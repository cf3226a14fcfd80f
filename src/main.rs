mod debug_report;

use oscstamp::{Context, Legend, Options, build_verbose_with};
use std::io::{self, IsTerminal, Read, Write};
use tracing_subscriber::EnvFilter;

const LOG_ENV: &str = "OSCSTAMP_LOG";

fn main() {
    let filter = EnvFilter::try_from_env(LOG_ENV).unwrap_or_else(|_| EnvFilter::new("warn"));
    tracing_subscriber::fmt().with_env_filter(filter).with_writer(io::stderr).init();

    let config = match parse_args() {
        Ok(config) => config,
        Err(err) => {
            eprintln!("{err}");
            std::process::exit(2);
        }
    };

    let res = build_verbose_with(&config.library, &Context::default(), &config.options);
    if config.report {
        debug_report::print_run(&res, config.color);
    }

    if let Err(err) = write_output(config.output.as_deref(), &res.document) {
        eprintln!("{err}");
        std::process::exit(1);
    }
}

struct CliConfig {
    library: String,
    output: Option<String>,
    options: Options,
    report: bool,
    color: bool,
}

fn parse_args() -> Result<CliConfig, String> {
    let mut input: Option<String> = None;
    let mut output: Option<String> = None;
    let mut options = Options::default();
    let mut report = false;
    let mut color = io::stderr().is_terminal();
    let mut args = std::env::args().skip(1);

    while let Some(arg) = args.next() {
        match arg.as_str() {
            "-h" | "--help" => {
                print_help();
                std::process::exit(0);
            }
            "-V" | "--version" => {
                println!("oscstamp {}", env!("CARGO_PKG_VERSION"));
                std::process::exit(0);
            }
            "--color" => color = true,
            "--no-color" => color = false,
            "--report" => report = true,
            "--sequential" => options.parallel = false,
            "--input" | "-i" => {
                let value = args.next().ok_or_else(|| "error: --input expects a file".to_string())?;
                set_input(&mut input, value)?;
            }
            "--output" | "-o" => {
                output = Some(args.next().ok_or_else(|| "error: --output expects a file".to_string())?);
            }
            "--legend" => {
                let value = args.next().ok_or_else(|| "error: --legend expects a file".to_string())?;
                options.legend = Legend::with_body(read_file(&value)?);
            }
            "--row-width" => {
                let value = args.next().ok_or_else(|| "error: --row-width expects a value".to_string())?;
                options.row_width = parse_cells("--row-width", &value)?;
            }
            "--column-height" => {
                let value = args.next().ok_or_else(|| "error: --column-height expects a value".to_string())?;
                options.column_height = parse_cells("--column-height", &value)?;
            }
            "--" => {
                if let Some(value) = args.next() {
                    set_input(&mut input, value)?;
                }
                break;
            }
            _ if arg.starts_with("--input=") => set_input(&mut input, arg.trim_start_matches("--input=").to_string())?,
            _ if arg.starts_with("--output=") => output = Some(arg.trim_start_matches("--output=").to_string()),
            _ if arg.starts_with("--row-width=") => {
                options.row_width = parse_cells("--row-width", arg.trim_start_matches("--row-width="))?;
            }
            _ if arg.starts_with("--column-height=") => {
                options.column_height = parse_cells("--column-height", arg.trim_start_matches("--column-height="))?;
            }
            _ if arg.starts_with('-') && arg != "-" => {
                return Err(format!("error: unknown option '{arg}'"));
            }
            _ => set_input(&mut input, arg)?,
        }
    }

    if let Some(extra) = args.next() {
        return Err(format!("error: unexpected argument '{extra}'"));
    }

    let library = match input.as_deref() {
        Some("-") | None => read_stdin_input()?,
        Some(path) => read_file(path)?,
    };

    if library.trim().is_empty() {
        return Err(format!("error: no input provided\n\n{}", help_text()));
    }

    Ok(CliConfig { library, output, options, report, color })
}

fn set_input(input: &mut Option<String>, value: String) -> Result<(), String> {
    if input.is_some() {
        return Err("error: input provided multiple times".to_string());
    }
    *input = Some(value);
    Ok(())
}

fn parse_cells(flag: &str, value: &str) -> Result<i64, String> {
    match value.parse::<i64>() {
        Ok(cells) if cells > 0 => Ok(cells),
        _ => Err(format!("error: invalid {flag} '{value}' (expected a positive number of cells)")),
    }
}

fn read_file(path: &str) -> Result<String, String> {
    std::fs::read_to_string(path).map_err(|err| format!("error: failed to read '{path}': {err}"))
}

fn read_stdin_input() -> Result<String, String> {
    let mut buffer = String::new();
    io::stdin().read_to_string(&mut buffer).map_err(|err| format!("error: failed to read stdin: {err}"))?;
    Ok(buffer)
}

fn write_output(path: Option<&str>, document: &str) -> Result<(), String> {
    match path {
        Some(path) => {
            std::fs::write(path, document).map_err(|err| format!("error: failed to write '{path}': {err}"))
        }
        None => {
            let mut stdout = io::stdout().lock();
            stdout
                .write_all(document.as_bytes())
                .and_then(|_| stdout.flush())
                .map_err(|err| format!("error: failed to write stdout: {err}"))
        }
    }
}

fn print_help() {
    println!("{}", help_text());
}

fn help_text() -> String {
    let defaults = Options::default();
    format!(
        "oscstamp {version}

Builds an oscillator stamp collection from a library of B3/S23 patterns.

Usage:
  oscstamp [OPTIONS] [--] [FILE]
  oscstamp [OPTIONS] --input <FILE>

Reads the library from FILE, or stdin when FILE is omitted or '-'.
Patterns are separated by blank lines.

Options:
  -i, --input <file>         Pattern library to read.
  -o, --output <file>        Write the catalog here instead of stdout.
  --legend <file>            Replace the legend text with the file's content.
  --row-width <cells>        Row width right of the period labels.
                             Default: {row_width}
  --column-height <cells>    Column height. Default: {column_height}
  --sequential               Classify patterns on one thread.
  --report                   Print a run report on stderr.
  --color                    Force ANSI color in the report.
  --no-color                 Disable ANSI color in the report.
  -h, --help                 Show this help message.
  -V, --version              Print version information.

Environment:
  {log_env}=<filter>     Log filter (tracing syntax). Default: warn

Exit codes:
  0  Success.
  1  Could not write the output.
  2  Invalid arguments or unreadable input.
",
        version = env!("CARGO_PKG_VERSION"),
        row_width = defaults.row_width,
        column_height = defaults.column_height,
        log_env = LOG_ENV,
    )
}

### BRIEF:
Set down the complete listing once more, exactly as it stands above.

### WRITTEN RESPONSE:
repository cf3226a14fcfd80f
filename src/main.rs
mod debug_report;

use oscstamp::{Context, Legend, Options, build_verbose_with};
use std::io::{self, IsTerminal, Read, Write};
use tracing_subscriber::EnvFilter;

const LOG_ENV: &str = "OSCSTAMP_LOG";

fn main() {
    let filter = EnvFilter::try_from_env(LOG_ENV).unwrap_or_else(|_| EnvFilter::new("warn"));
    tracing_subscriber::fmt().with_env_filter(filter).with_writer(io::stderr).init();

    let config = match parse_args() {
        Ok(config) => config,
        Err(err) => {
            eprintln!("{err}");
            std::process::exit(2);
        }
    };

    let res = build_verbose_with(&config.library, &Context::default(), &config.options);
    if config.report {
        debug_report::print_run(&res, config.color);
    }

    if let Err(err) = write_output(config.output.as_deref(), &res.document) {
        eprintln!("{err}");
        std::process::exit(1);
    }
}

struct CliConfig {
    library: String,
    output: Option<String>,
    options: Options,
    report: bool,
    color: bool,
}

fn parse_args() -> Result<CliConfig, String> {
    let mut input: Option<String> = None;
    let mut output: Option<String> = None;
    let mut options = Options::default();
    let mut report = false;
    let mut color = io::stderr().is_terminal();
    let mut args = std::env::args().skip(1);

    while let Some(arg) = args.next() {
        match arg.as_str() {
            "-h" | "--help" => {
                print_help();
                std::process::exit(0);
            }
            "-V" | "--version" => {
                println!("oscstamp {}", env!("CARGO_PKG_VERSION"));
                std::process::exit(0);
            }
            "--color" => color = true,
            "--no-color" => color = false,
            "--report" => report = true,
            "--sequential" => options.parallel = false,
            "--input" | "-i" => {
                let value = args.next().ok_or_else(|| "error: --input expects a file".to_string())?;
                set_input(&mut input, value)?;
            }
            "--output" | "-o" => {
                output = Some(args.next().ok_or_else(|| "error: --output expects a file".to_string())?);
            }
            "--legend" => {
                let value = args.next().ok_or_else(|| "error: --legend expects a file".to_string())?;
                options.legend = Legend::with_body(read_file(&value)?);
            }
            "--row-width" => {
                let value = args.next().ok_or_else(|| "error: --row-width expects a value".to_string())?;
                options.row_width = parse_cells("--row-width", &value)?;
            }
            "--column-height" => {
                let value = args.next().ok_or_else(|| "error: --column-height expects a value".to_string())?;
                options.column_height = parse_cells("--column-height", &value)?;
            }
            "--" => {
                if let Some(value) = args.next() {
                    set_input(&mut input, value)?;
                }
                break;
            }
            _ if arg.starts_with("--input=") => set_input(&mut input, arg.trim_start_matches("--input=").to_string())?,
            _ if arg.starts_with("--output=") => output = Some(arg.trim_start_matches("--output=").to_string()),
            _ if arg.starts_with("--row-width=") => {
                options.row_width = parse_cells("--row-width", arg.trim_start_matches("--row-width="))?;
            }
            _ if arg.starts_with("--column-height=") => {
                options.column_height = parse_cells("--column-height", arg.trim_start_matches("--column-height="))?;
            }
            _ if arg.starts_with('-') && arg != "-" => {
                return Err(format!("error: unknown option '{arg}'"));
            }
            _ => set_input(&mut input, arg)?,
        }
    }

    if let Some(extra) = args.next() {
        return Err(format!("error: unexpected argument '{extra}'"));
    }

    let library = match input.as_deref() {
        Some("-") | None => read_stdin_input()?,
        Some(path) => read_file(path)?,
    };

    if library.trim().is_empty() {
        return Err(format!("error: no input provided\n\n{}", help_text()));
    }

    Ok(CliConfig { library, output, options, report, color })
}

fn set_input(input: &mut Option<String>, value: String) -> Result<(), String> {
    if input.is_some() {
        return Err("error: input provided multiple times".to_string());
    }
    *input = Some(value);
    Ok(())
}

fn parse_cells(flag: &str, value: &str) -> Result<i64, String> {
    match value.parse::<i64>() {
        Ok(cells) if cells > 0 => Ok(cells),
        _ => Err(format!("error: invalid {flag} '{value}' (expected a positive number of cells)")),
    }
}

fn read_file(path: &str) -> Result<String, String> {
    std::fs::read_to_string(path).map_err(|err| format!("error: failed to read '{path}': {err}"))
}

fn read_stdin_input() -> Result<String, String> {
    let mut buffer = String::new();
    io::stdin().read_to_string(&mut buffer).map_err(|err| format!("error: failed to read stdin: {err}"))?;
    Ok(buffer)
}

fn write_output(path: Option<&str>, document: &str) -> Result<(), String> {
    match path {
        Some(path) => {
            std::fs::write(path, document).map_err(|err| format!("error: failed to write '{path}': {err}"))
        }
        None => {
            let mut stdout = io::stdout().lock();
            stdout
                .write_all(document.as_bytes())
                .and_then(|_| stdout.flush())
                .map_err(|err| format!("error: failed to write stdout: {err}"))
        }
    }
}

fn print_help() {
    println!("{}", help_text());
}

fn help_text() -> String {
    let defaults = Options::default();
    format!(
        "oscstamp {version}

Builds an oscillator stamp collection from a library of B3/S23 patterns.

Usage:
  oscstamp [OPTIONS] [--] [FILE]
  oscstamp [OPTIONS] --input <FILE>

Reads the library from FILE, or stdin when FILE is omitted or '-'.
Patterns are separated by blank lines.

Options:
  -i, --input <file>         Pattern library to read.
  -o, --output <file>        Write the catalog here instead of stdout.
  --legend <file>            Replace the legend text with the file's content.
  --row-width <cells>        Row width right of the period labels.
                             Default: {row_width}
  --column-height <cells>    Column height. Default: {column_height}
  --sequential               Classify patterns on one thread.
  --report                   Print a run report on stderr.
  --color                    Force ANSI color in the report.
  --no-color                 Disable ANSI color in the report.
  -h, --help                 Show this help message.
  -V, --version              Print version information.

Environment:
  {log_env}=<filter>     Log filter (tracing syntax). Default: warn

Exit codes:
  0  Success.
  1  Could not write the output.
  2  Invalid arguments or unreadable input.
",
        version = env!("CARGO_PKG_VERSION"),
        row_width = defaults.row_width,
        column_height = defaults.column_height,
        log_env = LOG_ENV,
    )
}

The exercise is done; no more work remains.